# [The task]
Copy each line of the records below that mentions the word "duration".

[Saved data entries]
- - - - - - -
//! Timed field-of-view interpolation

/// Linear FOV change over a fixed duration, advanced once per tick
#[derive(Debug, Clone, Copy, PartialEq)]
pub struct FovTween {
    from: f32,
    to: f32,
    duration: f32,
    elapsed: f32,
}

impl FovTween {
    pub fn new(from: f32, to: f32, duration: f32) -> Self {
        Self {
            from,
            to,
            duration: duration.max(0.0),
            elapsed: 0.0,
        }
    }

    /// Advance by `dt` and return the FOV for this tick; exactly `to` once done
    pub fn tick(&mut self, dt: f32) -> f32 {
        self.elapsed += dt;
        if self.is_done() {
            self.to
        } else {
            self.from + (self.to - self.from) * (self.elapsed / self.duration)
        }
    }

    pub fn is_done(&self) -> bool {
        self.elapsed >= self.duration
    }
}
- - - - - - -
# [Solution below]
/// Linear FOV change over a fixed duration, advanced once per tick
    duration: f32,
    pub fn new(from: f32, to: f32, duration: f32) -> Self {
            duration: duration.max(0.0),
            self.from + (self.to - self.from) * (self.elapsed / self.duration)
        self.elapsed >= self.duration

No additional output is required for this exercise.